■ **Problem statement**
Given the records below, transcribe each of them exactly.

■ **Records for this exercise**

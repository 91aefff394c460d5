//! End-to-end coverage of the seed scenarios against the public `Scheduler`
//! API only: idle-sibling wakeup, RT preemption, nice-change without
//! preemption, affinity-change migration, pull-when-idle, and hotplug drain.
//!
//! `src/hooks.rs`'s `FakeHooks` is crate-private test scaffolding, so this
//! binary defines its own minimal `ArchHooks` the same way: clocks are
//! explicit atomics, context switches and IPIs are no-ops.

use std::sync::atomic::{AtomicU64, Ordering};

use bmq_scheduler::bitmap::StaticCpuSet;
use bmq_scheduler::hooks::ArchHooks;
use bmq_scheduler::scheduler::lifecycle::CpuState;
use bmq_scheduler::scheduler::watermark::IDLE_WATERMARK;
use bmq_scheduler::topology::Topology;
use bmq_scheduler::{Caller, CoreId, Nice, Policy, Scheduler, TaskId};

struct TestHooks {
	clocks: Vec<AtomicU64>,
}

impl TestHooks {
	fn new(ncpus: usize) -> Self {
		Self { clocks: (0..ncpus).map(|_| AtomicU64::new(0)).collect() }
	}
}

impl ArchHooks for TestHooks {
	fn switch(&self, _cpu: CoreId, _prev: TaskId, _next: TaskId) {}

	fn monotonic_clock_ns(&self, cpu: CoreId) -> u64 {
		self.clocks[cpu as usize].load(Ordering::SeqCst)
	}

	fn send_reschedule_ipi(&self, _cpu: CoreId) {}

	fn stop_one_cpu(&self, _cpu: CoreId, f: &dyn Fn()) {
		f();
	}
}

fn scheduler(ncpus: usize) -> Scheduler {
	let topo = Topology::flat(ncpus);
	let hooks = Box::new(TestHooks::new(ncpus));
	let sched = Scheduler::new(topo, hooks);
	for cpu in 0..ncpus as CoreId {
		sched.activate_cpu(cpu).unwrap();
	}
	sched
}

#[test]
fn idle_sibling_wakeup_prefers_the_idle_cpu() {
	let sched = scheduler(2);
	let mask = StaticCpuSet::full(2);

	let sleeper = sched.spawn(Policy::Normal, Nice::new(0).unwrap(), 0, mask.clone(), 0).unwrap();
	sched.schedule(0).unwrap();
	sched.block_current(0, false).unwrap();
	assert_eq!(sched.watermark().level_of(0), IDLE_WATERMARK);

	let _busy = sched.spawn(Policy::Fifo, Nice::new(0).unwrap(), 10, mask, 0).unwrap();
	sched.schedule(0).unwrap();
	assert_eq!(sched.watermark().level_of(0), 0, "the RT task must now occupy cpu0's head");
	assert_eq!(sched.watermark().level_of(1), IDLE_WATERMARK, "cpu1 has never run anything yet");

	let woke = sched.try_to_wake_up(sleeper).unwrap();
	assert!(woke);
	assert_ne!(sched.watermark().level_of(1), IDLE_WATERMARK, "the woken task must land on the idle sibling, not the RT-busy cpu0");
	assert_eq!(sched.runqueue_stats()[1].nr_running, 1);
}

#[test]
fn rt_task_preempts_a_running_normal_task() {
	let sched = scheduler(1);
	let mask = StaticCpuSet::full(1);

	let normal = sched.spawn(Policy::Normal, Nice::new(0).unwrap(), 0, mask.clone(), 0).unwrap();
	sched.schedule(0).unwrap();
	let normal_level = sched.watermark().level_of(0);
	assert_ne!(normal_level, 0, "a Normal task never occupies the RT level");

	let rt = sched.spawn(Policy::Fifo, Nice::new(0).unwrap(), 20, mask, 0).unwrap();
	sched.schedule(0).unwrap();
	assert_eq!(sched.watermark().level_of(0), 0, "the RT arrival must preempt the running Normal task");
	assert!(!sched.needs_resched(0), "schedule must clear the pending reschedule once it has acted");

	sched.exit(rt).unwrap();
	sched.schedule(0).unwrap();
	assert_eq!(sched.watermark().level_of(0), normal_level, "the preempted task must resume once the RT task is gone");

	let _ = normal;
}

#[test]
fn nice_change_on_the_running_task_does_not_force_a_preemption() {
	let sched = scheduler(1);
	let mask = StaticCpuSet::full(1);

	let id = sched.spawn(Policy::Normal, Nice::new(0).unwrap(), 0, mask, 0).unwrap();
	sched.schedule(0).unwrap();
	let level_before = sched.watermark().level_of(0);

	sched.set_user_nice(id, Nice::new(10).unwrap(), Caller::Privileged).unwrap();

	assert_eq!(sched.watermark().level_of(0), level_before, "a running task isn't queued, so a nice change can't reposition it mid-flight");
	assert!(!sched.needs_resched(0), "a nice change on the current task must not itself request a reschedule");
}

#[test]
fn affinity_change_migrates_a_running_task() {
	let sched = scheduler(2);
	let mask = StaticCpuSet::full(2);

	let id = sched.spawn(Policy::Normal, Nice::new(0).unwrap(), 0, mask, 0).unwrap();
	sched.schedule(0).unwrap();
	assert_ne!(sched.watermark().level_of(0), IDLE_WATERMARK);

	sched.set_cpus_allowed(id, StaticCpuSet::single(1, 2)).unwrap();

	assert_eq!(sched.watermark().level_of(0), IDLE_WATERMARK, "cpu0 must go idle once its only task is forced off");
	assert_eq!(sched.runqueue_stats()[1].nr_running, 1, "the migrated task must now be waiting on cpu1");
}

#[test]
fn pull_when_idle_steals_from_a_busy_sibling() {
	let sched = scheduler(2);
	let mask = StaticCpuSet::full(2);

	let _t1 = sched.spawn(Policy::Normal, Nice::new(0).unwrap(), 0, mask.clone(), 0).unwrap();
	let _t2 = sched.spawn(Policy::Normal, Nice::new(0).unwrap(), 0, mask, 0).unwrap();
	assert_eq!(sched.runqueue_stats()[0].nr_running, 2, "both tasks land on their shared preferred cpu0");

	sched.schedule(0).unwrap();
	assert_eq!(sched.watermark().level_of(1), IDLE_WATERMARK, "cpu1 has nothing of its own yet");

	sched.schedule(1).unwrap();
	assert_ne!(sched.watermark().level_of(1), IDLE_WATERMARK, "an idle cpu must pull waiting work from a busy one rather than dispatch its idle task");
}

#[test]
fn hotplug_deactivate_drains_both_the_current_and_waiting_tasks() {
	let sched = scheduler(2);
	let mask = StaticCpuSet::full(2);

	let _t1 = sched.spawn(Policy::Normal, Nice::new(0).unwrap(), 0, mask.clone(), 0).unwrap();
	let _t2 = sched.spawn(Policy::Normal, Nice::new(0).unwrap(), 0, mask, 0).unwrap();
	sched.schedule(0).unwrap();
	assert_eq!(sched.cpu_state(0), CpuState::Active);

	sched.deactivate_cpu(0).unwrap();
	assert_eq!(sched.cpu_state(0), CpuState::Inactive);
	assert_eq!(sched.watermark().level_of(0), IDLE_WATERMARK, "both the current and waiting task must have been drained off cpu0");
	assert_ne!(sched.watermark().level_of(1), IDLE_WATERMARK, "the drained work must have landed on the only other online cpu");

	sched.retire_cpu(0).unwrap();
	assert_eq!(sched.cpu_state(0), CpuState::Dead);
}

■ **Problem solution**
repository 91aefff394c460d5
//! End-to-end coverage of the seed scenarios against the public `Scheduler`
//! API only: idle-sibling wakeup, RT preemption, nice-change without
//! preemption, affinity-change migration, pull-when-idle, and hotplug drain.
//!
//! `src/hooks.rs`'s `FakeHooks` is crate-private test scaffolding, so this
//! binary defines its own minimal `ArchHooks` the same way: clocks are
//! explicit atomics, context switches and IPIs are no-ops.

use std::sync::atomic::{AtomicU64, Ordering};

use bmq_scheduler::bitmap::StaticCpuSet;
use bmq_scheduler::hooks::ArchHooks;
use bmq_scheduler::scheduler::lifecycle::CpuState;
use bmq_scheduler::scheduler::watermark::IDLE_WATERMARK;
use bmq_scheduler::topology::Topology;
use bmq_scheduler::{Caller, CoreId, Nice, Policy, Scheduler, TaskId};

struct TestHooks {
	clocks: Vec<AtomicU64>,
}

impl TestHooks {
	fn new(ncpus: usize) -> Self {
		Self { clocks: (0..ncpus).map(|_| AtomicU64::new(0)).collect() }
	}
}

impl ArchHooks for TestHooks {
	fn switch(&self, _cpu: CoreId, _prev: TaskId, _next: TaskId) {}

	fn monotonic_clock_ns(&self, cpu: CoreId) -> u64 {
		self.clocks[cpu as usize].load(Ordering::SeqCst)
	}

	fn send_reschedule_ipi(&self, _cpu: CoreId) {}

	fn stop_one_cpu(&self, _cpu: CoreId, f: &dyn Fn()) {
		f();
	}
}

fn scheduler(ncpus: usize) -> Scheduler {
	let topo = Topology::flat(ncpus);
	let hooks = Box::new(TestHooks::new(ncpus));
	let sched = Scheduler::new(topo, hooks);
	for cpu in 0..ncpus as CoreId {
		sched.activate_cpu(cpu).unwrap();
	}
	sched
}

#[test]
fn idle_sibling_wakeup_prefers_the_idle_cpu() {
	let sched = scheduler(2);
	let mask = StaticCpuSet::full(2);

	let sleeper = sched.spawn(Policy::Normal, Nice::new(0).unwrap(), 0, mask.clone(), 0).unwrap();
	sched.schedule(0).unwrap();
	sched.block_current(0, false).unwrap();
	assert_eq!(sched.watermark().level_of(0), IDLE_WATERMARK);

	let _busy = sched.spawn(Policy::Fifo, Nice::new(0).unwrap(), 10, mask, 0).unwrap();
	sched.schedule(0).unwrap();
	assert_eq!(sched.watermark().level_of(0), 0, "the RT task must now occupy cpu0's head");
	assert_eq!(sched.watermark().level_of(1), IDLE_WATERMARK, "cpu1 has never run anything yet");

	let woke = sched.try_to_wake_up(sleeper).unwrap();
	assert!(woke);
	assert_ne!(sched.watermark().level_of(1), IDLE_WATERMARK, "the woken task must land on the idle sibling, not the RT-busy cpu0");
	assert_eq!(sched.runqueue_stats()[1].nr_running, 1);
}

#[test]
fn rt_task_preempts_a_running_normal_task() {
	let sched = scheduler(1);
	let mask = StaticCpuSet::full(1);

	let normal = sched.spawn(Policy::Normal, Nice::new(0).unwrap(), 0, mask.clone(), 0).unwrap();
	sched.schedule(0).unwrap();
	let normal_level = sched.watermark().level_of(0);
	assert_ne!(normal_level, 0, "a Normal task never occupies the RT level");

	let rt = sched.spawn(Policy::Fifo, Nice::new(0).unwrap(), 20, mask, 0).unwrap();
	sched.schedule(0).unwrap();
	assert_eq!(sched.watermark().level_of(0), 0, "the RT arrival must preempt the running Normal task");
	assert!(!sched.needs_resched(0), "schedule must clear the pending reschedule once it has acted");

	sched.exit(rt).unwrap();
	sched.schedule(0).unwrap();
	assert_eq!(sched.watermark().level_of(0), normal_level, "the preempted task must resume once the RT task is gone");

	let _ = normal;
}

#[test]
fn nice_change_on_the_running_task_does_not_force_a_preemption() {
	let sched = scheduler(1);
	let mask = StaticCpuSet::full(1);

	let id = sched.spawn(Policy::Normal, Nice::new(0).unwrap(), 0, mask, 0).unwrap();
	sched.schedule(0).unwrap();
	let level_before = sched.watermark().level_of(0);

	sched.set_user_nice(id, Nice::new(10).unwrap(), Caller::Privileged).unwrap();

	assert_eq!(sched.watermark().level_of(0), level_before, "a running task isn't queued, so a nice change can't reposition it mid-flight");
	assert!(!sched.needs_resched(0), "a nice change on the current task must not itself request a reschedule");
}

#[test]
fn affinity_change_migrates_a_running_task() {
	let sched = scheduler(2);
	let mask = StaticCpuSet::full(2);

	let id = sched.spawn(Policy::Normal, Nice::new(0).unwrap(), 0, mask, 0).unwrap();
	sched.schedule(0).unwrap();
	assert_ne!(sched.watermark().level_of(0), IDLE_WATERMARK);

	sched.set_cpus_allowed(id, StaticCpuSet::single(1, 2)).unwrap();

	assert_eq!(sched.watermark().level_of(0), IDLE_WATERMARK, "cpu0 must go idle once its only task is forced off");
	assert_eq!(sched.runqueue_stats()[1].nr_running, 1, "the migrated task must now be waiting on cpu1");
}

#[test]
fn pull_when_idle_steals_from_a_busy_sibling() {
	let sched = scheduler(2);
	let mask = StaticCpuSet::full(2);

	let _t1 = sched.spawn(Policy::Normal, Nice::new(0).unwrap(), 0, mask.clone(), 0).unwrap();
	let _t2 = sched.spawn(Policy::Normal, Nice::new(0).unwrap(), 0, mask, 0).unwrap();
	assert_eq!(sched.runqueue_stats()[0].nr_running, 2, "both tasks land on their shared preferred cpu0");

	sched.schedule(0).unwrap();
	assert_eq!(sched.watermark().level_of(1), IDLE_WATERMARK, "cpu1 has nothing of its own yet");

	sched.schedule(1).unwrap();
	assert_ne!(sched.watermark().level_of(1), IDLE_WATERMARK, "an idle cpu must pull waiting work from a busy one rather than dispatch its idle task");
}

#[test]
fn hotplug_deactivate_drains_both_the_current_and_waiting_tasks() {
	let sched = scheduler(2);
	let mask = StaticCpuSet::full(2);

	let _t1 = sched.spawn(Policy::Normal, Nice::new(0).unwrap(), 0, mask.clone(), 0).unwrap();
	let _t2 = sched.spawn(Policy::Normal, Nice::new(0).unwrap(), 0, mask, 0).unwrap();
	sched.schedule(0).unwrap();
	assert_eq!(sched.cpu_state(0), CpuState::Active);

	sched.deactivate_cpu(0).unwrap();
	assert_eq!(sched.cpu_state(0), CpuState::Inactive);
	assert_eq!(sched.watermark().level_of(0), IDLE_WATERMARK, "both the current and waiting task must have been drained off cpu0");
	assert_ne!(sched.watermark().level_of(1), IDLE_WATERMARK, "the drained work must have landed on the only other online cpu");

	sched.retire_cpu(0).unwrap();
	assert_eq!(sched.cpu_state(0), CpuState::Dead);
}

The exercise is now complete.